SUPPLIED MATERIAL START
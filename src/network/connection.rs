//! Connection Handler
//!
//! Handles individual client connections: one request frame in, one
//! response frame out, then the connection is closed.

use std::io::{BufReader, BufWriter, ErrorKind};
use std::net::TcpStream;
use std::sync::Arc;
use std::time::Duration;

use crate::engine::{Engine, REASON_INVALID_FORMAT, REASON_RESPONSE_TOO_LARGE};
use crate::error::{JsonDbError, Result};
use crate::protocol::{read_frame, write_response, Response};

/// Handles a single client connection
pub struct Connection {
    /// TCP stream reader (buffered for efficiency)
    reader: BufReader<TcpStream>,

    /// TCP stream writer (buffered for efficiency)
    writer: BufWriter<TcpStream>,

    /// Reference to the command engine
    engine: Arc<Engine>,

    /// Peer address for logging
    peer_addr: String,
}

impl Connection {
    /// Create a new connection handler
    ///
    /// Sets up buffered I/O
    pub fn new(stream: TcpStream, engine: Arc<Engine>) -> Result<Self> {
        // Get peer address for logging before we split the stream
        let peer_addr = stream
            .peer_addr()
            .map(|a| a.to_string())
            .unwrap_or_else(|_| "unknown".to_string());

        // Disable Nagle's algorithm for low latency
        stream.set_nodelay(true)?;

        // Clone stream for separate read/write handles
        let read_stream = stream.try_clone()?;
        let write_stream = stream;

        Ok(Self {
            reader: BufReader::new(read_stream),
            writer: BufWriter::new(write_stream),
            engine,
            peer_addr,
        })
    }

    /// Configure connection timeouts (0 leaves the socket blocking)
    pub fn set_timeouts(&mut self, read_ms: u64, write_ms: u64) -> Result<()> {
        let read_stream = self.reader.get_ref();
        let write_stream = self.writer.get_ref();

        if read_ms > 0 {
            read_stream.set_read_timeout(Some(Duration::from_millis(read_ms)))?;
        }
        if write_ms > 0 {
            write_stream.set_write_timeout(Some(Duration::from_millis(write_ms)))?;
        }

        Ok(())
    }

    /// Serve the single request/response exchange
    ///
    /// Returns whether the server should keep serving. A response that
    /// cannot be delivered does not change that answer: an exit command
    /// stops the server even if its acknowledgement is lost.
    pub fn handle(&mut self) -> Result<bool> {
        tracing::debug!("Connection established from {}", self.peer_addr);

        let raw = match read_frame(&mut self.reader) {
            Ok(raw) => raw,
            Err(JsonDbError::Io(ref e)) if is_disconnect(e.kind()) => {
                tracing::debug!("Client {} went away before sending a request", self.peer_addr);
                return Ok(true);
            }
            Err(JsonDbError::Io(ref e))
                if matches!(e.kind(), ErrorKind::WouldBlock | ErrorKind::TimedOut) =>
            {
                tracing::debug!("Read timeout for client {}", self.peer_addr);
                return Ok(true);
            }
            Err(e @ JsonDbError::Protocol(_)) => {
                tracing::warn!("Malformed frame from {}: {}", self.peer_addr, e);
                self.send_response(&Response::error(REASON_INVALID_FORMAT));
                return Ok(true);
            }
            Err(e) => return Err(e),
        };

        tracing::debug!("Received from {}: {}", self.peer_addr, raw);

        let outcome = self.engine.process(&raw);
        self.send_response(&outcome.response);

        Ok(outcome.keep_serving)
    }

    /// Send a response, logging rather than failing on a broken socket
    ///
    /// A response too large to frame is replaced by an error response, so
    /// the client still gets exactly one reply.
    fn send_response(&mut self, response: &Response) {
        let written = match write_response(&mut self.writer, response) {
            Err(JsonDbError::Protocol(reason)) => {
                tracing::warn!("Response to {} cannot be framed: {}", self.peer_addr, reason);
                write_response(&mut self.writer, &Response::error(REASON_RESPONSE_TOO_LARGE))
            }
            other => other,
        };

        match written {
            Ok(()) => tracing::trace!("Sent response to {}", self.peer_addr),
            Err(JsonDbError::Io(ref e)) if is_disconnect(e.kind()) => {
                tracing::debug!(
                    "Client {} disconnected before response could be sent: {}",
                    self.peer_addr,
                    e
                );
            }
            Err(e) => tracing::warn!("Error writing to {}: {}", self.peer_addr, e),
        }
    }

    /// Get the peer address string
    pub fn peer_addr(&self) -> &str {
        &self.peer_addr
    }
}

fn is_disconnect(kind: ErrorKind) -> bool {
    matches!(
        kind,
        ErrorKind::UnexpectedEof
            | ErrorKind::ConnectionReset
            | ErrorKind::ConnectionAborted
            | ErrorKind::BrokenPipe
    )
}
SUPPLIED MATERIAL END
- WHAT YOU HAVE TO DO
Write out the entire listing above once more. Keep it exact.

- RESPONSE BELOW
filename src/network/connection.rs
//! Connection Handler
//!
//! Handles individual client connections: one request frame in, one
//! response frame out, then the connection is closed.

use std::io::{BufReader, BufWriter, ErrorKind};
use std::net::TcpStream;
use std::sync::Arc;
use std::time::Duration;

use crate::engine::{Engine, REASON_INVALID_FORMAT, REASON_RESPONSE_TOO_LARGE};
use crate::error::{JsonDbError, Result};
use crate::protocol::{read_frame, write_response, Response};

/// Handles a single client connection
pub struct Connection {
    /// TCP stream reader (buffered for efficiency)
    reader: BufReader<TcpStream>,

    /// TCP stream writer (buffered for efficiency)
    writer: BufWriter<TcpStream>,

    /// Reference to the command engine
    engine: Arc<Engine>,

    /// Peer address for logging
    peer_addr: String,
}

impl Connection {
    /// Create a new connection handler
    ///
    /// Sets up buffered I/O
    pub fn new(stream: TcpStream, engine: Arc<Engine>) -> Result<Self> {
        // Get peer address for logging before we split the stream
        let peer_addr = stream
            .peer_addr()
            .map(|a| a.to_string())
            .unwrap_or_else(|_| "unknown".to_string());

        // Disable Nagle's algorithm for low latency
        stream.set_nodelay(true)?;

        // Clone stream for separate read/write handles
        let read_stream = stream.try_clone()?;
        let write_stream = stream;

        Ok(Self {
            reader: BufReader::new(read_stream),
            writer: BufWriter::new(write_stream),
            engine,
            peer_addr,
        })
    }

    /// Configure connection timeouts (0 leaves the socket blocking)
    pub fn set_timeouts(&mut self, read_ms: u64, write_ms: u64) -> Result<()> {
        let read_stream = self.reader.get_ref();
        let write_stream = self.writer.get_ref();

        if read_ms > 0 {
            read_stream.set_read_timeout(Some(Duration::from_millis(read_ms)))?;
        }
        if write_ms > 0 {
            write_stream.set_write_timeout(Some(Duration::from_millis(write_ms)))?;
        }

        Ok(())
    }

    /// Serve the single request/response exchange
    ///
    /// Returns whether the server should keep serving. A response that
    /// cannot be delivered does not change that answer: an exit command
    /// stops the server even if its acknowledgement is lost.
    pub fn handle(&mut self) -> Result<bool> {
        tracing::debug!("Connection established from {}", self.peer_addr);

        let raw = match read_frame(&mut self.reader) {
            Ok(raw) => raw,
            Err(JsonDbError::Io(ref e)) if is_disconnect(e.kind()) => {
                tracing::debug!("Client {} went away before sending a request", self.peer_addr);
                return Ok(true);
            }
            Err(JsonDbError::Io(ref e))
                if matches!(e.kind(), ErrorKind::WouldBlock | ErrorKind::TimedOut) =>
            {
                tracing::debug!("Read timeout for client {}", self.peer_addr);
                return Ok(true);
            }
            Err(e @ JsonDbError::Protocol(_)) => {
                tracing::warn!("Malformed frame from {}: {}", self.peer_addr, e);
                self.send_response(&Response::error(REASON_INVALID_FORMAT));
                return Ok(true);
            }
            Err(e) => return Err(e),
        };

        tracing::debug!("Received from {}: {}", self.peer_addr, raw);

        let outcome = self.engine.process(&raw);
        self.send_response(&outcome.response);

        Ok(outcome.keep_serving)
    }

    /// Send a response, logging rather than failing on a broken socket
    ///
    /// A response too large to frame is replaced by an error response, so
    /// the client still gets exactly one reply.
    fn send_response(&mut self, response: &Response) {
        let written = match write_response(&mut self.writer, response) {
            Err(JsonDbError::Protocol(reason)) => {
                tracing::warn!("Response to {} cannot be framed: {}", self.peer_addr, reason);
                write_response(&mut self.writer, &Response::error(REASON_RESPONSE_TOO_LARGE))
            }
            other => other,
        };

        match written {
            Ok(()) => tracing::trace!("Sent response to {}", self.peer_addr),
            Err(JsonDbError::Io(ref e)) if is_disconnect(e.kind()) => {
                tracing::debug!(
                    "Client {} disconnected before response could be sent: {}",
                    self.peer_addr,
                    e
                );
            }
            Err(e) => tracing::warn!("Error writing to {}: {}", self.peer_addr, e),
        }
    }

    /// Get the peer address string
    pub fn peer_addr(&self) -> &str {
        &self.peer_addr
    }
}

fn is_disconnect(kind: ErrorKind) -> bool {
    matches!(
        kind,
        ErrorKind::UnexpectedEof
            | ErrorKind::ConnectionReset
            | ErrorKind::ConnectionAborted
            | ErrorKind::BrokenPipe
    )
}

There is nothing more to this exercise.